Un bémol semblait subsister toutefois, au grand dam de la jeune fille. Ici, on croyait à la Claraflos, on savait plus ou moins précisément où elle était, car de nombreuses personnes avaient raconté leur expérience avec cette fleur. Cependant, l'enthousiasme s'était tari, remplacé par d'autres croyances au fur et à mesure des générations. Beaucoup de ceux qui avaient eu la chance d'admirer son éclosion la dernière fois était mort depuis longtemps. De plus, Sérény constata avec dégout que certains n'avaient peu de scrupule quand à faire du profit sur la plante. L'éclosion approchait, et, qu'on y croyait ou non, il y avait toujours des voyageurs à faire le périple.

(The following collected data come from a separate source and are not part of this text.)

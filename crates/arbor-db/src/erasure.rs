//! Permanent erasure of soft-deleted notes.
//!
//! Everything happens in one transaction: the candidate notes are locked,
//! their payloads are overwritten, then their revisions and attributes are
//! scrubbed. Rows are kept so references stay resolvable.

use async_trait::async_trait;
use chrono::{DateTime, Utc};
use sqlx::{Pool, Postgres};
use tracing::debug;

use arbor_core::{
    Error, ErasureRepository, NoteId, Result, ERASED_ATTRIBUTE_NAME, ERASED_NOTE_TITLE,
};

/// PostgreSQL implementation of ErasureRepository.
#[derive(Clone)]
pub struct PgErasureRepository {
    pool: Pool<Postgres>,
}

impl PgErasureRepository {
    /// Create a new PgErasureRepository with the given connection pool.
    pub fn new(pool: Pool<Postgres>) -> Self {
        Self { pool }
    }
}

#[async_trait]
impl ErasureRepository for PgErasureRepository {
    async fn erase_deleted_notes(
        &self,
        cutoff: DateTime<Utc>,
        now: DateTime<Utc>,
    ) -> Result<Vec<NoteId>> {
        let mut tx = self.pool.begin().await.map_err(Error::Database)?;

        let ids: Vec<String> = sqlx::query_scalar(
            r#"SELECT id FROM notes
               WHERE is_deleted = TRUE AND is_erased = FALSE AND utc_date_modified <= $1
               ORDER BY id
               FOR UPDATE"#,
        )
        .bind(cutoff)
        .fetch_all(&mut *tx)
        .await
        .map_err(Error::Database)?;

        if ids.is_empty() {
            tx.commit().await.map_err(Error::Database)?;
            return Ok(Vec::new());
        }

        sqlx::query(
            r#"UPDATE notes
               SET title = $2, content_length = 0, is_protected = FALSE, is_erased = TRUE,
                   utc_date_modified = $3
               WHERE id = ANY($1)"#,
        )
        .bind(&ids)
        .bind(ERASED_NOTE_TITLE)
        .bind(now)
        .execute(&mut *tx)
        .await
        .map_err(Error::Database)?;

        sqlx::query(
            r#"UPDATE note_contents SET content = NULL, hash = NULL, utc_date_modified = $2
               WHERE note_id = ANY($1)"#,
        )
        .bind(&ids)
        .bind(now)
        .execute(&mut *tx)
        .await
        .map_err(Error::Database)?;

        sqlx::query(
            r#"UPDATE revision_contents SET content = NULL, hash = NULL, utc_date_modified = $2
               WHERE revision_id IN (
                   SELECT id FROM revisions WHERE note_id = ANY($1) AND is_erased = FALSE
               )"#,
        )
        .bind(&ids)
        .bind(now)
        .execute(&mut *tx)
        .await
        .map_err(Error::Database)?;

        let revisions = sqlx::query(
            r#"UPDATE revisions
               SET is_erased = TRUE, title = NULL, content_length = 0, utc_date_modified = $2
               WHERE note_id = ANY($1) AND is_erased = FALSE"#,
        )
        .bind(&ids)
        .bind(now)
        .execute(&mut *tx)
        .await
        .map_err(Error::Database)?;

        let attributes = sqlx::query(
            r#"UPDATE attributes
               SET name = $2, value = '', is_erased = TRUE, utc_date_modified = $3
               WHERE note_id = ANY($1) AND is_erased = FALSE"#,
        )
        .bind(&ids)
        .bind(ERASED_ATTRIBUTE_NAME)
        .bind(now)
        .execute(&mut *tx)
        .await
        .map_err(Error::Database)?;

        tx.commit().await.map_err(Error::Database)?;

        debug!(
            subsystem = "db",
            component = "erasure",
            result_count = ids.len(),
            revisions = revisions.rows_affected(),
            attributes = attributes.rows_affected(),
            "Erased deleted notes"
        );

        Ok(ids.into_iter().map(NoteId::from).collect())
    }
}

De nombreux marchands à la sauvette l'avaient bien compris, et essayaient de vendre des objets pour faciliter le périple, du soi-disant pollen de la plante ou des cartes à la précision douteuse. La Claraflos était devenue un marché comme un autre. Sa grand-mère se rappelait être venue à Lyrallia plus jeune, même si elle concéda que la ville s'était bien agrandie depuis. Pour changer les idées de sa petite-fille, elle la guida vers un endroit qui l'avait marquée et dont elle se rappelait depuis tout ce temps : le temple des sœurs de l'Illumination. Dans les collines autour de la ville, encore épargnées de l'urbanisation, subsistait un temple isolé, où des femmes retirées du monde vivaient en autarcie. Ceux qui le souhaitaient pouvaient partager un peu de leur temps et de leurs coutumes, ainsi que loger sans contrepartie pécunière en échange d'aide pour les tâches les plus difficiles. Sérény fut séduite par cette idée.

"La montée va être ardue, avec moi sur les épaules, prévint la grand-mère, nous pouvons trouver une autre solution si tu le préfères.

- Non cela me va très bien, nous prendrons le temps qu'il faudra mais j'ai envie de quitter le brouhaha de cette ville le plus rapidement possible, au moins pour quelques temps " trancha la jeune femme

La montée serpentait partiellement dans les forêt, et la route était plus fait de terre et d'escaliers de  bois que de pavés. Pour autant, Sérény appréciait cet effort, après tout, elle se devait de mériter son repos !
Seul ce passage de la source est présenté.